Действительно, кажется, что киберпространственный разрыв между моим соблазнительным экранным образом и жалкой плотью, которая является «мной» вне экрана, переходит в непосредственный опыт разрыва между Реальным спекулятивного обращения капитала и мрачной реальностью доведенных до нищеты масс.
Как мы уже говорили, сегодня на рынке мы сталкиваемся с целым рядом товаров, лишенных своих злокачественных свойств: кофе без кофеина, обезжиренные сливки, безалкогольное пиво… Виртуальная реальность просто генерализует эту процедуру предложения продукта, лишенного своей субстанции: она обеспечивает саму реальность, лишенную субстанции, сопротивляющуюся твердому ядру Реального, — точно так же как кофе без кофеина обладает запахом и вкусом кофе, но им не является, виртуальная реальность переживается как реальность, не будучи таковой. В случае виртуальной реальности различие является не просто количественным: кофе без кофеина — это по-прежнему часть реальности, тогда как виртуальная реальность подвешивает само понятие реальности… Однако действительно ли обращение к «реальности», которая рано или поздно настигнет виртуальную игру, является единственным способом операционализировать критику капитализма? Что, если проблема капитализма не в этой солипсистской безумной пляске, а в ее противоположности, в том, что она по-прежнему не признает разрыв с «реальностью», которую представляет себе в виде удовлетворения реальных потребностей реальных людей? В этом состоит основной мотив недавних де-конструктивистских интерпретаций Маркса.
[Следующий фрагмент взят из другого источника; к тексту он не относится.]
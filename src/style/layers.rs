//! Overlay layers injected into the host style

use crate::core::config::{MissingReferencePolicy, StyleOptions};
use crate::style::document::{StyleDocument, StyleLayer};
use crate::{Error, Result};
use serde_json::{json, Map, Value};

const LABEL_FONTS: [&str; 2] = ["Open Sans Semibold", "Arial Unicode MS Bold"];

fn object(value: Value) -> Map<String, Value> {
    match value {
        Value::Object(map) => map,
        _ => Map::new(),
    }
}

/// Builds the fill, line, circle and symbol layers for `source_name`
pub fn build_style_layers(options: &StyleOptions, source_name: &str) -> Vec<StyleLayer> {
    vec![
        StyleLayer::new(format!("{} fill", source_name), "fill")
            .with_source(source_name)
            .with_paint(object(json!({
                "fill-color": options.color,
                "fill-opacity": options.opacity,
            })))
            .with_filter(json!(["==", "$type", "Polygon"])),
        StyleLayer::new(format!("{} line", source_name), "line")
            .with_source(source_name)
            .with_paint(object(json!({
                "line-color": options.color,
                "line-width": options.size,
                "line-opacity": options.opacity,
            }))),
        StyleLayer::new(format!("{} circle", source_name), "circle")
            .with_source(source_name)
            .with_paint(object(json!({
                "circle-color": options.color,
                "circle-radius": options.size,
                "circle-opacity": options.opacity,
            }))),
        StyleLayer::new(format!("{} symbol", source_name), "symbol")
            .with_source(source_name)
            .with_layout(object(json!({
                "text-field": options.label,
                "text-size": options.label_size,
                "text-font": LABEL_FONTS,
                "text-anchor": "top",
            }))),
    ]
}

/// Layers to inject: the configured override, or the generated set
pub fn resolve_style_layers(options: &StyleOptions, source_name: &str) -> Vec<StyleLayer> {
    match &options.layers {
        Some(layers) => layers.clone(),
        None => build_style_layers(options, source_name),
    }
}

/// Index right after the last layer whose `source-layer` equals `reference`
pub fn insertion_index(style: &StyleDocument, reference: &str) -> Option<usize> {
    style
        .layers
        .iter()
        .rposition(|layer| layer.source_layer.as_deref() == Some(reference))
        .map(|index| index + 1)
}

/// Where the overlay goes for a given policy, `None` meaning "do not inject"
pub fn resolve_insertion(
    style: &StyleDocument,
    reference: &str,
    policy: MissingReferencePolicy,
) -> Result<Option<usize>> {
    match (insertion_index(style, reference), policy) {
        (Some(index), _) => Ok(Some(index)),
        (None, MissingReferencePolicy::Skip) => Ok(None),
        (None, MissingReferencePolicy::Append) => Ok(Some(style.layers.len())),
        (None, MissingReferencePolicy::Error) => {
            Err(Error::MissingReferenceLayer(reference.to_string()))
        }
    }
}

/// Returns a copy of `style` with `layers` spliced in at `index`
pub fn add_style_layers(style: &StyleDocument, layers: &[StyleLayer], index: usize) -> StyleDocument {
    let index = index.min(style.layers.len());
    let mut merged = Vec::with_capacity(style.layers.len() + layers.len());
    merged.extend_from_slice(&style.layers[..index]);
    merged.extend_from_slice(layers);
    merged.extend_from_slice(&style.layers[index..]);

    StyleDocument {
        layers: merged,
        ..style.clone()
    }
}

#[cfg(test)]
mod tests {
    use super::*;

    fn base_style() -> StyleDocument {
        StyleDocument {
            layers: vec![
                StyleLayer::new("background", "background"),
                StyleLayer::new("road-minor", "line").with_source_layer("road"),
                StyleLayer::new("water", "fill").with_source_layer("water"),
                StyleLayer::new("road-major", "line").with_source_layer("road"),
                StyleLayer::new("poi-label", "symbol").with_source_layer("poi_label"),
            ],
            ..StyleDocument::default()
        }
    }

    #[test]
    fn test_build_style_layers() {
        let layers = build_style_layers(&StyleOptions::default(), "overpass");
        let ids: Vec<_> = layers.iter().map(|l| l.id.as_str()).collect();
        assert_eq!(
            ids,
            vec!["overpass fill", "overpass line", "overpass circle", "overpass symbol"]
        );
        assert!(layers.iter().all(|l| l.source.as_deref() == Some("overpass")));

        let fill = &layers[0];
        assert_eq!(fill.paint.as_ref().unwrap()["fill-color"], json!("#ff00ed"));
        assert_eq!(fill.paint.as_ref().unwrap()["fill-opacity"], json!(0.5));
        assert_eq!(fill.filter, Some(json!(["==", "$type", "Polygon"])));

        let line = &layers[1];
        assert_eq!(line.paint.as_ref().unwrap()["line-width"], json!(5.0));

        let circle = &layers[2];
        assert_eq!(circle.paint.as_ref().unwrap()["circle-radius"], json!(5.0));

        let symbol = &layers[3];
        let layout = symbol.layout.as_ref().unwrap();
        assert_eq!(layout["text-field"], json!("{name}"));
        assert_eq!(layout["text-size"], json!(10.0));
        assert_eq!(layout["text-font"], json!(LABEL_FONTS));
        assert_eq!(layout["text-anchor"], json!("top"));
    }

    #[test]
    fn test_layer_override_wins() {
        let options = StyleOptions {
            layers: Some(vec![StyleLayer::new("custom", "circle").with_source("overpass")]),
            ..StyleOptions::default()
        };
        let layers = resolve_style_layers(&options, "overpass");
        assert_eq!(layers.len(), 1);
        assert_eq!(layers[0].id, "custom");
    }

    #[test]
    fn test_inserts_after_last_reference_layer() {
        let style = base_style();
        let layers = build_style_layers(&StyleOptions::default(), "overpass");
        let index = insertion_index(&style, "road").unwrap();
        assert_eq!(index, 4);

        let merged = add_style_layers(&style, &layers, index);
        assert_eq!(
            merged.layer_ids(),
            vec![
                "background",
                "road-minor",
                "water",
                "road-major",
                "overpass fill",
                "overpass line",
                "overpass circle",
                "overpass symbol",
                "poi-label",
            ]
        );
        // the input snapshot is left alone
        assert_eq!(style.layers.len(), 5);
    }

    #[test]
    fn test_missing_reference_policies() {
        let style = StyleDocument {
            layers: vec![StyleLayer::new("background", "background")],
            ..StyleDocument::default()
        };

        assert_eq!(insertion_index(&style, "road"), None);
        assert_eq!(
            resolve_insertion(&style, "road", MissingReferencePolicy::Skip).unwrap(),
            None
        );
        assert_eq!(
            resolve_insertion(&style, "road", MissingReferencePolicy::Append).unwrap(),
            Some(1)
        );
        assert!(matches!(
            resolve_insertion(&style, "road", MissingReferencePolicy::Error),
            Err(Error::MissingReferenceLayer(name)) if name == "road"
        ));
    }
}
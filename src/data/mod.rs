pub mod geojson;
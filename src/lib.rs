//! # maplet-overpass
//!
//! A map plugin that queries OpenStreetMap through the Overpass API and
//! renders the results as styled layers of the host map's style document.
//!
//! The plugin keeps a toggle state, turns the current viewport into an
//! Overpass QL query, fetches features from the remote service and pushes
//! them into a GeoJSON source it injects into the style exactly once.

pub mod core;
pub mod data;
pub mod input;
pub mod plugins;
pub mod prelude;
pub mod query;
pub mod runtime;
pub mod style;
pub mod ui;

// Re-export public API
pub use core::{
    config::{ClientOptions, MissingReferencePolicy, OverpassOptions, StyleOptions},
    geo::{LatLng, LatLngBounds},
    map::{MapHost, MemoryMap, SharedHost},
};

pub use data::geojson::{FeatureCollection, GeoJsonFeature, GeoJsonGeometry};

pub use input::events::{ControlEvent, KeyCode, MapEvent, MapEventKind};

pub use plugins::{
    base::ControlTrait,
    fetch::{FetchOutcome, FetchStatus, FetchTicket},
    overpass::OverpassPlugin,
};

pub use query::{
    client::{OverpassClient, QueryClient},
    template::{substitute_bbox, BBOX_TOKEN},
};

pub use style::document::{StyleDocument, StyleLayer};

pub use ui::controls::{ButtonControl, ControlFactory, PluginControl, TextInputControl};

/// Initializes `env_logger` with `info` as the default level; `RUST_LOG` overrides it
#[cfg(feature = "debug")]
pub fn init_logging() {
    let _ = env_logger::Builder::from_env(env_logger::Env::default().default_filter_or("info"))
        .try_init();
}

/// Result type used throughout the library
pub type Result<T> = std::result::Result<T, MapError>;

/// Common error types
#[derive(Debug, thiserror::Error)]
pub enum MapError {
    #[error("IO error: {0}")]
    Io(#[from] std::io::Error),

    #[error("Network error: {0}")]
    Network(#[from] reqwest::Error),

    #[error("Serialization error: {0}")]
    Serialization(#[from] serde_json::Error),

    #[error("HTTP {status}: {message}")]
    Http { status: u16, message: String },

    #[error("Source not found: {0}")]
    SourceNotFound(String),

    #[error("No layer with source-layer '{0}' to insert after")]
    MissingReferenceLayer(String),

    #[error("Plugin is not attached to a map")]
    NotAttached,

    #[error("Plugin error: {0}")]
    Plugin(String),

    #[error("Parse error: {0}")]
    ParseError(String),

    #[error("Configuration error: {0}")]
    Config(String),
}

/// Error type alias for convenience
pub type Error = MapError;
Возьмем «Призраков Маркса» Деррида: разве в них не содержится противоречие между «официальными» антикапиталистическим заявлениями Деррида (его призыв к «Новому интернационалу» против глобального капитализма) и его анализом непреодолимой призрачности, которая должна заполнить эту брешь во всякой позитивной онтологической структуре, как прототрансцендентального a priori, открывающего пространство для призрачности капитала? Разве последнее не подталкивает Деррида к выводу, что в конечном счете марксова критика капитализма и его революционный проект коммунистического общества были попыткой свести (или, скорее, включить) измерение призрачности и различания (differance) к позитивной онтологической структуре неотчужденного человечества, в которой коллективный «всеобщий интеллект» регулирует его воспроизводство как совершенно (само) очевидный процесс? Короче говоря, не приходит ли Деррида к выводу, что капитал есть различание: движение, которому нет конца (полного круга обращения), которое всегда откладывает окончательную плату по счетам? Капитализм развивается, постоянно «занимая у будущего», отсылая к некоему неопределенному моменту будущей «полной расплаты», который все время откладывается, подобно тому, как МВФ постоянно реструктурирует долги стран второго и третьего мира с мыслью (которая остается действенной, хотя никто в это не верит) о том, что в какой-то момент в будущем долги будут возвращены. Уже Кейнс, критикуя идею о том, что в долгосрочной перспективе реальность должна настичь спекулятивное движение капитала, едко добавлял, что в долгосрочной перспективе все мы уже мертвы; однако действительная экономическая жизнь — это именно бесконечная отсрочка этой полной расплаты по счетам. Итак, когда в своей превосходной дерридианской интерпретации «Капитала» Маркса Каратани утверждает, что капитализм уже является деконструкцией себя самого, что теперь он является не самостабилизирующейся системой, приводимой в движение излишками и вмешательствами, а системой, которая поддерживает себя как раз посредством беспрестанной самореволюционизации, системой, нестабильность которой является ее сильной стороной, в известном смысле избыточной по отношению к себе (что, кстати, по сути является лишь парафразом формулировок Маркса из «Манифеста коммунистической партии»), он, в конце концов, приходит к совершенно формальному определению капитализма как самореференциальной системы, опорой которой служит ее структурная нестабильность:
Самореференциальная система динамична благодаря непрерывному внутреннему сокращению (самодифференциации). В ней не может быть определенного мета-уровня или центра, который привел бы систему в порядок. Скорее, подобно «множественности субъектов», некогда предложенной Ницше, она многоцентрична. <...> Короче говоря, самореференциальная формальная система всегда неравновесна и избыточна.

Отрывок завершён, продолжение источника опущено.